The low level issue. If you have an injection system installed, it must have a functioning low level warning device. If left to chance, at some point you will guess wrong! Whether it’s a light behind the dash, on top of the dash, a factory “Low Warning” etc., the location must be clearly visible.

The only exception to this rule is on professional race applications that require foam added to the fuel cell to prevent excessive sloshing. In these applications it is common for fuel, water, oil, and other liquids be inspected after every run.

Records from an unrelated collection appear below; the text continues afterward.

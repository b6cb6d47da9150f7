mod common;

use common::*;

#[test]
fn rules_lists_catalog_in_priority_order() {
    let env = TestEnv::new();

    let result = env.run(&["rules", "--json"]);

    assert_eq!(result.exit_code, 0, "stderr:\n{}", result.stderr);
    let json = result.json();
    let ids: Vec<_> = json["rules"]
        .as_array()
        .unwrap()
        .iter()
        .map(|r| r["id"].as_str().unwrap().to_string())
        .collect();
    assert_eq!(
        ids,
        vec![
            "addition",
            "deprecated-removal",
            "module-removal",
            "option-removal",
            "param-removal",
            "bug-fix",
            "behavior-change",
            "deprecation",
        ]
    );
    assert_eq!(json["rules"][1]["effect"], "window");
    assert_eq!(json["rules"][2]["effect"], "disallow");
}

#[test]
fn rules_follow_project_config() {
    let env = TestEnv::new();
    env.write(
        "apiwarden.toml",
        "[policy]\nrules = [\"option-removal\", \"addition\"]\n",
    );

    let result = env.run(&["rules"]);

    assert_eq!(result.exit_code, 0, "stderr:\n{}", result.stderr);
    let lines: Vec<_> = result.stdout.lines().collect();
    assert_eq!(lines.len(), 2);
    assert!(lines[0].starts_with(" 1. option-removal"));
    assert!(lines[1].starts_with(" 2. addition"));
}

Ok, we’re sure system has liquid. Now another “what if”.

Second:
System test. A “fail safe” injection kit MUST have test button readily available for diagnostics. our PAC controllers feature a low-pressure test of the system. It’s important to note that this is NOT a full pressure test that could potentially hydro-lock an engine.

Ok, we tried the test button and the air/fuel changed. Now what?

Third:
Diagnostics. A Progressive System: This feature allows the system to begin spraying early with very low pressure and substantially before detonation assistance is needed. Once spraying begins an LED light is illuminated, indicating system activation. As the signal (MAP/MAF/Boost) to the controller increases so does the drive to the pump. Once the system pressurizes, the LED color will change from red to green. This indicates the system now has developed pressure and that hoses, connections, and pump are in proper working order. The “rate of change” from red to green give a predictability of the system. Any noticeable changes to this “transitional time” will be an indication of a system issue.

Examples:
The filter clogs…the system will transition from red to green instantly.
Nozzle clogs. (oops, can’t happen…we have a filter.) Someone pours a bag of sand into the tank…system lights up red, can’t make pressure, no green condition.
Bottom line, a well-designed, basic setup provides a simple, easy-to-diagnose system that is RELIABLE.

Scot w.

Scot,

you obviously have a nice system, but there can still be failures, and a guy running through the gears at wot may not see the light changing, etc. Don't get the red to green instantly deal if the filter is plugged, seems like a red light is a better indicator of trouble. Now I have to watch how fast the led changes............I do know it's tough to watch lights/gauges when going wot with a 1000 hp street car. Unless your system would automatically cut boost and change the timing if there was a failure then you're still depending on the guy noticing the leds. I am not knocking it, as I said I use one on every build including my current twin turbo. Haven't tried yours, but have used 4-5 different ones and other than features they all seem to work well.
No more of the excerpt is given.